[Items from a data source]
──────
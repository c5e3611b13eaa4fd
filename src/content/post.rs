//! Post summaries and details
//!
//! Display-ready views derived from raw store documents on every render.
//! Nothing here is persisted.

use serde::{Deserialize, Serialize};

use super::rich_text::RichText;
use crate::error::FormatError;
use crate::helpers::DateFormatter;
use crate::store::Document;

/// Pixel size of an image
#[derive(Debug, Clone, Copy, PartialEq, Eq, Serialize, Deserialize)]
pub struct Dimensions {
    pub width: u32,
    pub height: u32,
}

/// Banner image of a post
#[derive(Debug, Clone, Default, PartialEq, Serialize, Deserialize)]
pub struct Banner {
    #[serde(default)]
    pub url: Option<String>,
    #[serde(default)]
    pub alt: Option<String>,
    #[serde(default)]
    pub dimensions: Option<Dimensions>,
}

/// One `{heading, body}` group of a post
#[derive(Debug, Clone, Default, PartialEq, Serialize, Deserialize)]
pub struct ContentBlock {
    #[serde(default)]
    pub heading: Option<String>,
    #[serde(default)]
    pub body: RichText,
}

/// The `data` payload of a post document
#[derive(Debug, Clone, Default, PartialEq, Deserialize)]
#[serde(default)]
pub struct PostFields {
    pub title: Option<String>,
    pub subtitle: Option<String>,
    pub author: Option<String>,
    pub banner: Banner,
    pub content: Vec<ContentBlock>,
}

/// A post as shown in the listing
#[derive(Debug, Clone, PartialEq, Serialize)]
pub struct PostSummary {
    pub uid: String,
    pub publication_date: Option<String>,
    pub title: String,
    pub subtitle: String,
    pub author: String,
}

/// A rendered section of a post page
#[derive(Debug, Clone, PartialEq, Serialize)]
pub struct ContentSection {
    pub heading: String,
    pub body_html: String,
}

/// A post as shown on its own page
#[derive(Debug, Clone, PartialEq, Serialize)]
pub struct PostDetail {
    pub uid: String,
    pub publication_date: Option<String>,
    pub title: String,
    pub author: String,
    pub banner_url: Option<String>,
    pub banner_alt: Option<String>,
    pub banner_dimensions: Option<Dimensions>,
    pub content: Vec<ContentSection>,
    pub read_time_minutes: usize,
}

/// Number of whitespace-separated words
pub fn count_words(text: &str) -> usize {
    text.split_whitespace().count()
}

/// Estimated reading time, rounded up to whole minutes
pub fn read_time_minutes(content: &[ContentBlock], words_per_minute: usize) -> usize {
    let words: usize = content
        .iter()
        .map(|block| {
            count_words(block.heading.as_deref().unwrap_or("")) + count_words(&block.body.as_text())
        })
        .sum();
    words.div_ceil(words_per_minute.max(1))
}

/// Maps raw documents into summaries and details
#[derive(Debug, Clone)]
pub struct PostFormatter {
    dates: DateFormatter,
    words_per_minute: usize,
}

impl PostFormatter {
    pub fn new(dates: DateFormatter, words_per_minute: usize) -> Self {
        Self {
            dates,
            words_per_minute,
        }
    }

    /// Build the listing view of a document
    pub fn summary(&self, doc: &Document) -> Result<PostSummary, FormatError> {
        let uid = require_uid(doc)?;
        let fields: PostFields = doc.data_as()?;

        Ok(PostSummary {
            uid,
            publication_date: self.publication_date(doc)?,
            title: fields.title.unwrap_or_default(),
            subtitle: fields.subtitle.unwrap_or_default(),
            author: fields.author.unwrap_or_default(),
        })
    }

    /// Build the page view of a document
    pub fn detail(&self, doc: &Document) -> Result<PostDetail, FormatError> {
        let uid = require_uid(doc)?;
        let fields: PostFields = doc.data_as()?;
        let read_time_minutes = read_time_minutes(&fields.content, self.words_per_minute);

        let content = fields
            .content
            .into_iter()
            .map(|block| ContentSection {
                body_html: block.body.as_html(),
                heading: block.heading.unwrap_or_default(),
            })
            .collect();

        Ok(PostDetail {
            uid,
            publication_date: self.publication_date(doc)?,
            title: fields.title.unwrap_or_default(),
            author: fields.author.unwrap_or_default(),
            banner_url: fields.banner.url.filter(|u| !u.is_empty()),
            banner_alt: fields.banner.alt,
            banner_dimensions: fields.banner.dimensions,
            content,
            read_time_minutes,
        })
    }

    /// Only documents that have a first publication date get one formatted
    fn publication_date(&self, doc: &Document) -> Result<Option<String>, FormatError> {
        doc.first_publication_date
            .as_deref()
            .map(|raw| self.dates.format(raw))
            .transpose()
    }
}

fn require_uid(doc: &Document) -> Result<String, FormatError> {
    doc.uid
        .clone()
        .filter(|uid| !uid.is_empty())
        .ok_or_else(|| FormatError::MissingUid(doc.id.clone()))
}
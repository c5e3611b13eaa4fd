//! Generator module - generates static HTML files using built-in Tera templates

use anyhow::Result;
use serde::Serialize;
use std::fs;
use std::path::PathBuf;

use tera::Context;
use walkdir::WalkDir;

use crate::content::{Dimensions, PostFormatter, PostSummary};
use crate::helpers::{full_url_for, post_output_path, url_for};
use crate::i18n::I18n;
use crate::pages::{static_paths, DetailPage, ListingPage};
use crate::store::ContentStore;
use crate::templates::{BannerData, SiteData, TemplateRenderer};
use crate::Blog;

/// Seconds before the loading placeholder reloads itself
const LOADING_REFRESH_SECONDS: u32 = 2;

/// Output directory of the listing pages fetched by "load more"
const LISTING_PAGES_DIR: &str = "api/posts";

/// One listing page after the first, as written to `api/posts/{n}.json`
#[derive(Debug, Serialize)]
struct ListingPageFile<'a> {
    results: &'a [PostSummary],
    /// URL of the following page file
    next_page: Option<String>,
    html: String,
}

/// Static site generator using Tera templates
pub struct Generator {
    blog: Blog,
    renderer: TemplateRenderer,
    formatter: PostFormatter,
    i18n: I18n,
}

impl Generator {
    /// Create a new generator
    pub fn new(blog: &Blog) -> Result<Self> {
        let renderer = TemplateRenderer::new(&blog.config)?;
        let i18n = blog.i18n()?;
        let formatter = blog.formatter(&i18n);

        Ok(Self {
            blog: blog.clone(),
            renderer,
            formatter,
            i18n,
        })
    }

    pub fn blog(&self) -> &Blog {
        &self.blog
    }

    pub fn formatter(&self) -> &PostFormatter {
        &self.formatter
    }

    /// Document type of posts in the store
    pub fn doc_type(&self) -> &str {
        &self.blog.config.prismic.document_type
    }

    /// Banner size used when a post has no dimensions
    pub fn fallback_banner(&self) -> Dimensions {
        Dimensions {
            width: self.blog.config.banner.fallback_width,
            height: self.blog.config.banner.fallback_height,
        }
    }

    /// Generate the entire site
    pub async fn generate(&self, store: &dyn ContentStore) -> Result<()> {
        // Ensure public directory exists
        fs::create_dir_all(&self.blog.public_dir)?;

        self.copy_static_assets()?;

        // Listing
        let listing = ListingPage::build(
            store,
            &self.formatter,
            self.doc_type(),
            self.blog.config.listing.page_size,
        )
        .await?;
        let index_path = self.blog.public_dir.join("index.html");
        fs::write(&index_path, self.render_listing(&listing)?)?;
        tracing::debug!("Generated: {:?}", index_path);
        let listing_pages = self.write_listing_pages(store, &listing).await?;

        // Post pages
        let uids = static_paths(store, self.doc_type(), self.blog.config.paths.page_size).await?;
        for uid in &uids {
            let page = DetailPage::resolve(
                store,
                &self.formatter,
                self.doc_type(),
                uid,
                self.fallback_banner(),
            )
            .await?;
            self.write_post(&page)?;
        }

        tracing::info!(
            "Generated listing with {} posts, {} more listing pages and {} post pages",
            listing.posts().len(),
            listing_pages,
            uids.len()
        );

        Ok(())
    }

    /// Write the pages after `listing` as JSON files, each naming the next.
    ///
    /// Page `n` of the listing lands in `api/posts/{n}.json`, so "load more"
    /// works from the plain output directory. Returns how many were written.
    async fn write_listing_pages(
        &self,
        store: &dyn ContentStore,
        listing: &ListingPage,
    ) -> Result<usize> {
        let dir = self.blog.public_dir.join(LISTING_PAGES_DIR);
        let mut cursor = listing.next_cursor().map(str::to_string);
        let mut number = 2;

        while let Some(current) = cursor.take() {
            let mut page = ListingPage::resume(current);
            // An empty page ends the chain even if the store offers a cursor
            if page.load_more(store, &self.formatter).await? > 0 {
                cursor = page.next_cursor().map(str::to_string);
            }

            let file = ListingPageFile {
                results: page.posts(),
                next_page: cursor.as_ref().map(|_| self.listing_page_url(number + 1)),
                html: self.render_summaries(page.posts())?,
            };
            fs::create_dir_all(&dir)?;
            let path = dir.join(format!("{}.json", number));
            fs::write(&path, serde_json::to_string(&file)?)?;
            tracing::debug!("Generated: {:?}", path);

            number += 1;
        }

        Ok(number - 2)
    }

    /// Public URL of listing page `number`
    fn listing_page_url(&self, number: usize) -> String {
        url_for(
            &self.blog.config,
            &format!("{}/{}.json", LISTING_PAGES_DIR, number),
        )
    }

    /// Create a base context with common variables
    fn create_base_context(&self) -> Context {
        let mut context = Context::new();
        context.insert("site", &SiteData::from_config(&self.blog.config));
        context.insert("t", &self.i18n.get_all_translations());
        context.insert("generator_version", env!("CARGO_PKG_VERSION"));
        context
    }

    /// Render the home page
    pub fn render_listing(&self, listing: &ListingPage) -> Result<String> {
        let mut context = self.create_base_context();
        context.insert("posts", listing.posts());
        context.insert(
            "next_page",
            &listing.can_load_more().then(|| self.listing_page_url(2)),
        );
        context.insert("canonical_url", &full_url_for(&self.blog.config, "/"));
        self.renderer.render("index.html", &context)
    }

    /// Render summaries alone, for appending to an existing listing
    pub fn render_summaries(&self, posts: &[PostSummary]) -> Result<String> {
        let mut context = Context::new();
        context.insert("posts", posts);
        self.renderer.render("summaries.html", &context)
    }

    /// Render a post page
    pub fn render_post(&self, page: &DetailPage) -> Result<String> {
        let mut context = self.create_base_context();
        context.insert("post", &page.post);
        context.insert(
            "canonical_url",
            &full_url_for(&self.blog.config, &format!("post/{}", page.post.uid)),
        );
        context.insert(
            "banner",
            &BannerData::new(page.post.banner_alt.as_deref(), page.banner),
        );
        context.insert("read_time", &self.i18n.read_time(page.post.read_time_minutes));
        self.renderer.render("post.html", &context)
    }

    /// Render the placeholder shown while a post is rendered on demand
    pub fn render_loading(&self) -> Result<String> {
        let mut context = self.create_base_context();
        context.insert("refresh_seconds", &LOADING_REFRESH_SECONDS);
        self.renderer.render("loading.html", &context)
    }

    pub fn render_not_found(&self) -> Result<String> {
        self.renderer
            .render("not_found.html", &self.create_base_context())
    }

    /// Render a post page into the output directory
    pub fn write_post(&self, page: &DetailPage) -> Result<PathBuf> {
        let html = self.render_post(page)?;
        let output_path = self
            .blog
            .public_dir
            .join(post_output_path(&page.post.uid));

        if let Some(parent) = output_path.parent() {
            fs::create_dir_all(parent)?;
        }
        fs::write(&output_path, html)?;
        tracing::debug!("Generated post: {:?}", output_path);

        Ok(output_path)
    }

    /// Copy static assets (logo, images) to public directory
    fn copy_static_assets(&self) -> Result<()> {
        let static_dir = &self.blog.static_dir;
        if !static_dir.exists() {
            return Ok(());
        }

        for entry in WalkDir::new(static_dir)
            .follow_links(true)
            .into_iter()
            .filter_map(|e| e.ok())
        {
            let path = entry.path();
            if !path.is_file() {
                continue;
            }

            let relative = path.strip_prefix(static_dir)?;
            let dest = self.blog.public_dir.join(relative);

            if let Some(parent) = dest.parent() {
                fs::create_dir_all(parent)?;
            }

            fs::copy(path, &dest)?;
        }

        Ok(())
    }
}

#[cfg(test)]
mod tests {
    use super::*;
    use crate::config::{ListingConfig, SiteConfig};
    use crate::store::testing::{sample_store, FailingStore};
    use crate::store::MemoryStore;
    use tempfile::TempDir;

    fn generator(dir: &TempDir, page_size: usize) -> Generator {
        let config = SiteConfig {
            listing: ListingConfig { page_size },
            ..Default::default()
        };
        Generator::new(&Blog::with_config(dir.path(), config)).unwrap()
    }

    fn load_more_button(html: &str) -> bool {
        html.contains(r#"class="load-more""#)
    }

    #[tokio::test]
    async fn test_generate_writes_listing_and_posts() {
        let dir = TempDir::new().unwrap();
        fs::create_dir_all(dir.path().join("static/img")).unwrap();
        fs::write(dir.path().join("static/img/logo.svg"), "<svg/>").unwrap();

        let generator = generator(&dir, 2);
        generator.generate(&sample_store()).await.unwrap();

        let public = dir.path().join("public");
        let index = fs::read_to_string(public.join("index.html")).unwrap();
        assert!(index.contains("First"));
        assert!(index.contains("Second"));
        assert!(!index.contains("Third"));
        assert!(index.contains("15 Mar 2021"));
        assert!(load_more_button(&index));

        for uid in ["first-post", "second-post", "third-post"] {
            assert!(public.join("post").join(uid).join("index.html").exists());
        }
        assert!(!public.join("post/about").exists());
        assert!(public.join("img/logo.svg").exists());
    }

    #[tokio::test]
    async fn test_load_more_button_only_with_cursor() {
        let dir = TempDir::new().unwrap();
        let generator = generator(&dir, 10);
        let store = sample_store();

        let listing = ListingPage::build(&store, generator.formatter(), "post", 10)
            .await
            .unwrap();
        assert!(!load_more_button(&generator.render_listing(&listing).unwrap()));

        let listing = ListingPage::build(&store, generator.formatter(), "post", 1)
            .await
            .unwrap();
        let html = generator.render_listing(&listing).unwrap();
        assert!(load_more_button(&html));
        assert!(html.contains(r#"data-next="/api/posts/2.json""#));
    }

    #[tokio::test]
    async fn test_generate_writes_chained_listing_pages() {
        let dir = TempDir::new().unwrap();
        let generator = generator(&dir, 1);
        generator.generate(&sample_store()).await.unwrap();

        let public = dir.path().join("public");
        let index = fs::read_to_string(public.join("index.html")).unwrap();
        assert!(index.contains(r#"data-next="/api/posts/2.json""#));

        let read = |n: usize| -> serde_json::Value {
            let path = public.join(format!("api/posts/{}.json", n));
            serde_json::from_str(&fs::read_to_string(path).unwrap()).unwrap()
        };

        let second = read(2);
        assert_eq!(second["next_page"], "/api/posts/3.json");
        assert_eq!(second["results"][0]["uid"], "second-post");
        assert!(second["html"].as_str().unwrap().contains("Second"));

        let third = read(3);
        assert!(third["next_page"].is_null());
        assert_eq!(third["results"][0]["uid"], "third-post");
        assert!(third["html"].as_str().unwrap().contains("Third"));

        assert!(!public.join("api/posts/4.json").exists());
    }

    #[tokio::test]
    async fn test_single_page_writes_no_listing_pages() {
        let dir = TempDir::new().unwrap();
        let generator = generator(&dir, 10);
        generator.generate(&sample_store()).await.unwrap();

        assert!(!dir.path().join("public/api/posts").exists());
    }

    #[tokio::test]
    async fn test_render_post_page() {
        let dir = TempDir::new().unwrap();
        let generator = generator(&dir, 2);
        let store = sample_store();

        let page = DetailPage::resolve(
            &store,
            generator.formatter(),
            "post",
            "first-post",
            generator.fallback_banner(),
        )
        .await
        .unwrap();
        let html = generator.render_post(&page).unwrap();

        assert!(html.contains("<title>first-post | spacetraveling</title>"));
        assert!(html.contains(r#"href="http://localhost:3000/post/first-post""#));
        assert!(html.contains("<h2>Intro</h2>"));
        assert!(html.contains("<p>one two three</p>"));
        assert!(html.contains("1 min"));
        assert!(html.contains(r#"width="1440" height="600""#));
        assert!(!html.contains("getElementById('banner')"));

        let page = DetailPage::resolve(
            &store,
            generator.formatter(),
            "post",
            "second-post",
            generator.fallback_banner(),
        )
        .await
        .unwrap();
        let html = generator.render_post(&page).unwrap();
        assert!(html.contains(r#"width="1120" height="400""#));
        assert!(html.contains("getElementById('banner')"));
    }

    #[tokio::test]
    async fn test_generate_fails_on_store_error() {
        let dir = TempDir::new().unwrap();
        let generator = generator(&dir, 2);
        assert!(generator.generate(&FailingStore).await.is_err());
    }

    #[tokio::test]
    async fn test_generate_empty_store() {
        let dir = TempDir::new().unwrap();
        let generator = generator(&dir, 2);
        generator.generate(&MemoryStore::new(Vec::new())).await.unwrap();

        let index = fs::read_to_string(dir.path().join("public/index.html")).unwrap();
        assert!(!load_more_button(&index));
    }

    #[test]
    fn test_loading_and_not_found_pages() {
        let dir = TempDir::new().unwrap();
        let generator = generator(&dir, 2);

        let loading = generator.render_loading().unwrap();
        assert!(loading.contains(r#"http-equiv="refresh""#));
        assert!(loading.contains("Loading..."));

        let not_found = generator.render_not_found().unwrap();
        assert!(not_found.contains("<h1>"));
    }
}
──────
> Problem details: Task for the records above: copy every line in which the word "MemoryStore" occurs.

> Result:
    use crate::store::MemoryStore;
        generator.generate(&MemoryStore::new(Vec::new())).await.unwrap();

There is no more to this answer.